Hooks System

May 8, 2026 · View on GitHub

Autohand's hooks system allows you to run custom shell commands in response to lifecycle events like tool execution, file modifications, session lifecycle, and LLM interactions. Hooks can be configured via config.json or managed interactively with the /hooks command.

Overview

Hooks are useful for:

  • Logging tool executions for debugging
  • Sending notifications when tasks complete
  • Triggering CI/CD pipelines when files change
  • Custom metrics and telemetry collection
  • Integrating with external tools and services
  • Automating permission decisions
  • Custom session management

Two Modes of Hook Integration

1. Config-Based Hooks (CLI)

Define shell commands in your ~/.autohand/config.json that run automatically on lifecycle events.

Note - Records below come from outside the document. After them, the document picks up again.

#![allow(dead_code)] // Different tests use different parts.

use std::env;
use std::path::PathBuf;
use std::str::FromStr;
use std::sync::atomic::{AtomicBool, AtomicUsize, Ordering};
use std::sync::{Arc, Condvar, Mutex};
use std::thread;
use std::time::Duration;

use bytes::Bytes;
use chrono::{DateTime, TimeDelta, Utc};

use caengine::ca::{self_signed_ca_certificate, CrlSigner, StaticCaManager, X509Ca};
use caengine::commons::api::{
    CaCertificate, CaInfo, CaName, CertWithRevocationInfo, Certificate,
    CertificateRequest, IssuedCertificate, TbsCertificate,
    CrlControl, CrlInfo, CrlIntervalState, DuplicationMode, KeyAlgorithm, RevocationInfo,
    Serial, SignatureAlgorithm, SubjectPublicKeyInfo, Validity, ValidityMode,
    X500Name,
};
use caengine::commons::crypto::{
    ContentSigner, OpenSslKeyPair, OpenSslSignerFactory, SignerError,
    SignerFactory, SignerPool,
};
use caengine::profile::{ConfiguredProfile, ProfileRegistry};
use caengine::publisher::{PublishError, PublishResult, Publisher};
use caengine::store::{CertificateStore, MemoryCertStore};


//------------ Logging -------------------------------------------------------

/// Logs to stderr if `CAENGINE_TEST_LOG` is set.
pub fn init_logging() {
    if env::var("CAENGINE_TEST_LOG").is_ok() {
        let _ = stderrlog::new().verbosity(4).init();
    }
}


//------------ Names and keys ------------------------------------------------

pub fn name(s: &str) -> X500Name {
    X500Name::from_str(s).unwrap()
}

pub fn new_public_key() -> SubjectPublicKeyInfo {
    OpenSslKeyPair::build(KeyAlgorithm::Ec)
        .unwrap()
        .subject_public_key_info()
        .unwrap()
}


//------------ Gate ----------------------------------------------------------

/// Holds signers before they sign while closed.
#[derive(Default)]
pub struct Gate {
    closed: Mutex<bool>,
    cond: Condvar,
    waiting: AtomicUsize,
}

impl Gate {
    pub fn close(&self) {
        *self.closed.lock().unwrap() = true;
    }

    pub fn open(&self) {
        *self.closed.lock().unwrap() = false;
        self.cond.notify_all();
    }

    pub fn wait_for_arrival(&self) {
        while self.waiting.load(Ordering::SeqCst) == 0 {
            thread::sleep(Duration::from_millis(5));
        }
    }

    fn pass(&self) {
        let mut closed = self.closed.lock().unwrap();
        if *closed {
            self.waiting.fetch_add(1, Ordering::SeqCst);
            while *closed {
                closed = self.cond.wait(closed).unwrap();
            }
            self.waiting.fetch_sub(1, Ordering::SeqCst);
        }
    }
}


//------------ CountingSignerFactory -----------------------------------------

pub struct CountingSignerFactory {
    inner: OpenSslSignerFactory,
    signatures: Arc<AtomicUsize>,
    gate: Arc<Gate>,
    failing: Arc<AtomicBool>,
}

struct CountingSigner {
    inner: Box<dyn ContentSigner>,
    signatures: Arc<AtomicUsize>,
    gate: Arc<Gate>,
    failing: Arc<AtomicBool>,
}

impl ContentSigner for CountingSigner {
    fn algorithm(&self) -> SignatureAlgorithm {
        self.inner.algorithm()
    }

    fn sign(&mut self, data: &[u8]) -> Result<Bytes, SignerError> {
        self.gate.pass();
        if self.failing.load(Ordering::SeqCst) {
            return Err(SignerError::other("signer is down"));
        }
        self.signatures.fetch_add(1, Ordering::SeqCst);
        self.inner.sign(data)
    }
}

impl SignerFactory for CountingSignerFactory {
    fn new_signer(&self) -> Result<Box<dyn ContentSigner>, SignerError> {
        Ok(Box::new(CountingSigner {
            inner: self.inner.new_signer()?,
            signatures: self.signatures.clone(),
            gate: self.gate.clone(),
            failing: self.failing.clone(),
        }))
    }

    fn public_key(&self) -> &SubjectPublicKeyInfo {
        self.inner.public_key()
    }

    fn is_healthy(&self) -> bool {
        true
    }
}


//------------ RecordingPublisher --------------------------------------------

/// Records every notification as a short string, e.g. `revoked 0a`.
pub struct RecordingPublisher {
    name: String,
    asynchronous: bool,
    healthy: AtomicBool,
    failing: AtomicBool,
    events: Mutex<Vec<String>>,
}

impl RecordingPublisher {
    pub fn new(name: &str) -> Arc<Self> {
        Self::build(name, false)
    }

    pub fn asynchronous(name: &str) -> Arc<Self> {
        Self::build(name, true)
    }

    fn build(name: &str, asynchronous: bool) -> Arc<Self> {
        Arc::new(RecordingPublisher {
            name: name.to_string(),
            asynchronous,
            healthy: AtomicBool::new(true),
            failing: AtomicBool::new(false),
            events: Mutex::new(vec![]),
        })
    }

    pub fn set_failing(&self, failing: bool) {
        self.failing.store(failing, Ordering::SeqCst);
    }

    pub fn set_healthy(&self, healthy: bool) {
        self.healthy.store(healthy, Ordering::SeqCst);
    }

    pub fn events(&self) -> Vec<String> {
        self.events.lock().unwrap().clone()
    }

    pub fn clear_events(&self) {
        self.events.lock().unwrap().clear();
    }

    fn record(&self, event: String) -> PublishResult {
        if self.failing.load(Ordering::SeqCst) {
            return Err(PublishError::new(format!("{} failed", event)));
        }
        self.events.lock().unwrap().push(event);
        Ok(true)
    }
}

impl Publisher for RecordingPublisher {
    fn name(&self) -> &str {
        &self.name
    }

    fn is_asynchronous(&self) -> bool {
        self.asynchronous
    }

    fn is_healthy(&self) -> bool {
        self.healthy.load(Ordering::SeqCst)
    }

    fn certificate_added(&self, cert: &CertWithRevocationInfo) -> PublishResult {
        self.record(format!("added {}", cert.cert().serial()))
    }

    fn certificate_revoked(&self, cert: &CertWithRevocationInfo) -> PublishResult {
        self.record(format!("revoked {}", cert.cert().serial()))
    }

    fn certificate_unrevoked(&self, cert: &CertWithRevocationInfo) -> PublishResult {
        self.record(format!("unrevoked {}", cert.cert().serial()))
    }

    fn certificate_removed(&self, serial: Serial) -> PublishResult {
        self.record(format!("removed {}", serial))
    }

    fn crl_added(&self, crl: &CrlInfo) -> PublishResult {
        self.record(format!("crl {}", crl.crl_number()))
    }

    fn ca_revoked(&self, _ca: &CaCertificate, _revocation: &RevocationInfo) -> PublishResult {
        self.record("ca_revoked".to_string())
    }

    fn ca_unrevoked(&self, _ca: &CaCertificate) -> PublishResult {
        self.record("ca_unrevoked".to_string())
    }
}


//------------ TestEnv -------------------------------------------------------

/// A CA on a memory store with a `tls` profile and whatever else the
/// builder adds.
pub struct TestEnv {
    pub ca: X509Ca,
    pub store: Arc<MemoryCertStore>,
    pub gate: Arc<Gate>,

    /// The certificate of the separate CRL signer, if the builder set one.
    pub crl_signer_cert: Option<CaCertificate>,
    signatures: Arc<AtomicUsize>,
    signer_failing: Arc<AtomicBool>,
}

impl TestEnv {
    pub fn builder() -> TestEnvBuilder {
        TestEnvBuilder::default()
    }

    pub fn request(&self, profile: &str, subject: &str) -> CertificateRequest {
        CertificateRequest::new(profile, name(subject), new_public_key())
    }

    /// Stores a certificate that expired `ago` before now, bypassing
    /// issuance.
    pub fn add_expired_cert(&self, profile: &str, subject: &str, ago: TimeDelta) -> Serial {
        let now = Utc::now();
        let serial = self.store.next_serial().unwrap();
        let tbs = TbsCertificate::new(
            serial,
            self.ca.info().subject().clone(),
            name(subject),
            Validity::new(now - ago - TimeDelta::days(30), now - ago),
            new_public_key(),
            vec![],
        );
        let cert = Certificate::new(tbs, SignatureAlgorithm::EcdsaSha256, Bytes::from_static(b"sig"));
        let issued =
            IssuedCertificate::new(cert, profile, name(subject), None, false).unwrap();
        self.store.add_certificate(&issued).unwrap();
        serial
    }

    /// The number of signatures made since the CA was built.
    pub fn signatures(&self) -> usize {
        self.signatures.load(Ordering::SeqCst)
    }

    /// Makes every signature of the CA key fail until reset.
    pub fn set_signer_failing(&self, failing: bool) {
        self.signer_failing.store(failing, Ordering::SeqCst);
    }
}

pub struct TestEnvBuilder {
    profiles: Vec<ConfiguredProfile>,
    duplicate_key_mode: DuplicationMode,
    duplicate_subject_mode: DuplicationMode,
    validity_mode: ValidityMode,
    max_validity: TimeDelta,
    validity: Option<Validity>,
    crl_control: Option<CrlControl>,
    crl_interval: Option<CrlIntervalState>,
    publishers: Vec<Arc<dyn Publisher>>,
    keep_expired_certs_days: Option<i64>,
    expired_certs_overlap: Option<TimeDelta>,
    indirect_crl_signer: bool,
    crl_state_dir: Option<PathBuf>,
}

impl Default for TestEnvBuilder {
    fn default() -> Self {
        TestEnvBuilder {
            profiles: vec![ConfiguredProfile::named("tls")],
            duplicate_key_mode: DuplicationMode::Permitted,
            duplicate_subject_mode: DuplicationMode::Permitted,
            validity_mode: ValidityMode::Strict,
            max_validity: TimeDelta::days(365),
            validity: None,
            crl_control: None,
            crl_interval: None,
            publishers: vec![],
            keep_expired_certs_days: None,
            expired_certs_overlap: None,
            indirect_crl_signer: false,
            crl_state_dir: None,
        }
    }
}

impl TestEnvBuilder {
    pub fn profile(mut self, profile: ConfiguredProfile) -> Self {
        self.profiles.push(profile);
        self
    }

    pub fn duplicate_key_mode(mut self, mode: DuplicationMode) -> Self {
        self.duplicate_key_mode = mode;
        self
    }

    pub fn duplicate_subject_mode(mut self, mode: DuplicationMode) -> Self {
        self.duplicate_subject_mode = mode;
        self
    }

    pub fn validity_mode(mut self, mode: ValidityMode) -> Self {
        self.validity_mode = mode;
        self
    }

    pub fn max_validity(mut self, max_validity: TimeDelta) -> Self {
        self.max_validity = max_validity;
        self
    }

    pub fn validity(mut self, not_before: DateTime<Utc>, not_after: DateTime<Utc>) -> Self {
        self.validity = Some(Validity::new(not_before, not_after));
        self
    }

    pub fn crl_control(mut self, control: CrlControl) -> Self {
        self.crl_control = Some(control);
        self
    }

    /// Pretends the CRL schedule stopped at this state.
    pub fn crl_interval(mut self, state: CrlIntervalState) -> Self {
        self.crl_interval = Some(state);
        self
    }

    pub fn publisher(mut self, publisher: Arc<dyn Publisher>) -> Self {
        self.publishers.push(publisher);
        self
    }

    pub fn keep_expired_certs_days(mut self, days: i64) -> Self {
        self.keep_expired_certs_days = Some(days);
        self
    }

    pub fn expired_certs_overlap(mut self, overlap: TimeDelta) -> Self {
        self.expired_certs_overlap = Some(overlap);
        self
    }

    /// Signs CRLs with a key of their own, certified by a separate
    /// self-signed certificate.
    pub fn indirect_crl_signer(mut self) -> Self {
        self.indirect_crl_signer = true;
        self
    }

    /// Where the CA manager writes the CRL interval state.
    pub fn crl_state_dir(mut self, dir: PathBuf) -> Self {
        self.crl_state_dir = Some(dir);
        self
    }

    pub fn build(self) -> TestEnv {
        init_logging();

        let signatures = Arc::new(AtomicUsize::new(0));
        let gate = Arc::new(Gate::default());
        let signer_failing = Arc::new(AtomicBool::new(false));
        let factory = CountingSignerFactory {
            inner: OpenSslSignerFactory::new(
                OpenSslKeyPair::build(KeyAlgorithm::Ec).unwrap(),
            )
            .unwrap(),
            signatures: signatures.clone(),
            gate: gate.clone(),
            failing: signer_failing.clone(),
        };
        let signer = Arc::new(
            SignerPool::build(Arc::new(factory), 4, Duration::from_secs(10)).unwrap(),
        );

        let store = Arc::new(MemoryCertStore::new());
        let now = Utc::now();
        let validity = self.validity.unwrap_or_else(|| {
            Validity::new(now - TimeDelta::days(1), now + TimeDelta::days(3650))
        });
        let cert = self_signed_ca_certificate(
            name("CN=Integration CA,O=Example"),
            validity,
            store.next_serial().unwrap(),
            &signer,
        )
        .unwrap();
        signatures.store(0, Ordering::SeqCst);

        let ca_name = CaName::from("integration");
        let mut info = CaInfo::new(ca_name.clone(), cert)
            .with_duplicate_key_mode(self.duplicate_key_mode)
            .with_duplicate_subject_mode(self.duplicate_subject_mode)
            .with_validity_mode(self.validity_mode)
            .with_max_validity(self.max_validity);
        if let Some(control) = self.crl_control {
            info = info.with_crl_control(control);
        }
        if let Some(state) = self.crl_interval {
            info = info.with_crl_interval(state);
        }
        if let Some(days) = self.keep_expired_certs_days {
            info = info.with_keep_expired_certs_days(days);
        }
        if let Some(overlap) = self.expired_certs_overlap {
            info = info.with_expired_certs_overlap(overlap);
        }

        let mut manager = StaticCaManager::new(true);
        if let Some(dir) = self.crl_state_dir {
            manager = manager.with_state_dir(dir);
        }
        for publisher in self.publishers {
            manager = manager.with_publisher(&ca_name, publisher);
        }

        let (crl_signer, crl_signer_cert) = if self.indirect_crl_signer {
            let pool = Arc::new(
                SignerPool::build(
                    Arc::new(
                        OpenSslSignerFactory::new(
                            OpenSslKeyPair::build(KeyAlgorithm::Ec).unwrap(),
                        )
                        .unwrap(),
                    ),
                    2,
                    Duration::from_secs(10),
                )
                .unwrap(),
            );
            let cert = self_signed_ca_certificate(
                name("CN=CRL Signer,O=Example"),
                validity,
                store.next_serial().unwrap(),
                &pool,
            )
            .unwrap();
            (CrlSigner::new(pool, Some(cert.clone())), Some(cert))
        } else {
            (CrlSigner::new(signer.clone(), None), None)
        };

        let ca = X509Ca::build(
            info,
            store.clone(),
            signer,
            ProfileRegistry::from_configured(&self.profiles),
            Arc::new(manager),
            Some(crl_signer),
        )
        .unwrap();

        TestEnv { ca, store, gate, crl_signer_cert, signatures, signer_failing }
    }
}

These hooks run in your local shell environment.

2. JSON-RPC 2.0 Notifications (IDE Integration)

When running in RPC mode (VS Code, Zed, etc.), hook events are also emitted as JSON-RPC 2.0 notifications that IDE extensions can subscribe to.


Hook Events

EventWhen FiredContext Available
pre-toolBefore a tool begins executiontool name, args, toolCallId
post-toolAfter a tool completestool name, success, duration, output
file-modifiedWhen a file is created, modified, or deletedfile path, change type
pre-promptBefore sending instruction to LLMinstruction, mentioned files
stopAfter agent finishes responding (turn complete)tokens used, tool calls count, duration
session-startWhen a session beginssession type (startup/resume/clear)
session-endWhen a session endsreason (quit/clear/exit/error), duration
session-errorWhen an error occurserror message, code, context
subagent-stopWhen a subagent finishes executionsubagent id, name, type, success, duration
permission-requestBefore showing permission dialogtool, path, permission type
notificationWhen a notification is sent to usernotification type, message

Note: post-response is an alias for stop for backward compatibility.


Configuration

Basic Structure

{
  "hooks": {
    "enabled": true,
    "hooks": [
      {
        "event": "pre-tool",
        "command": "echo \"Running tool: $HOOK_TOOL\" >> ~/.autohand/hooks.log",
        "description": "Log all tool executions",
        "enabled": true
      }
    ]
  }
}

Hook Definition Properties

PropertyTypeRequiredDescription
eventstringYesEvent to hook into (see events table)
commandstringYesShell command to execute
descriptionstringNoDescription shown in /hooks display
enabledbooleanNoWhether hook is active (default: true)
timeoutnumberNoTimeout in ms (default: 5000)
asyncbooleanNoRun without blocking (default: false)
matcherstringNoRegex pattern to filter events
filterobjectNoFilter to specific tools or paths

Filter Object

Limit when a hook fires using filters:

{
  "filter": {
    "tool": ["run_command", "write_file"],
    "path": ["src/**/*.ts", "lib/**/*.js"]
  }
}
  • tool: Array of tool names. Hook only fires for these tools.
  • path: Array of glob patterns. Hook only fires for matching file paths.

Matcher (Regex Filtering)

Use the matcher property to filter events using regex patterns:

{
  "event": "pre-tool",
  "command": "./log-dangerous.sh",
  "matcher": "^(run_command|delete_path)$",
  "description": "Log only dangerous tool calls"
}

What the matcher matches against depends on the event type:

EventMatcher Matches Against
pre-tool, post-toolTool name
permission-requestTool name
notificationNotification type
session-startSession type (startup/resume/clear)
session-endEnd reason (quit/clear/exit/error)
subagent-stopSubagent type

JSON Input (stdin)

Hooks receive context as JSON via stdin, in addition to environment variables. This allows for more complex data handling:

#!/bin/bash
# Hook script that reads JSON input
INPUT=$(cat)
TOOL_NAME=$(echo "$INPUT" | jq -r '.tool_name')
TOOL_ARGS=$(echo "$INPUT" | jq -r '.tool_input')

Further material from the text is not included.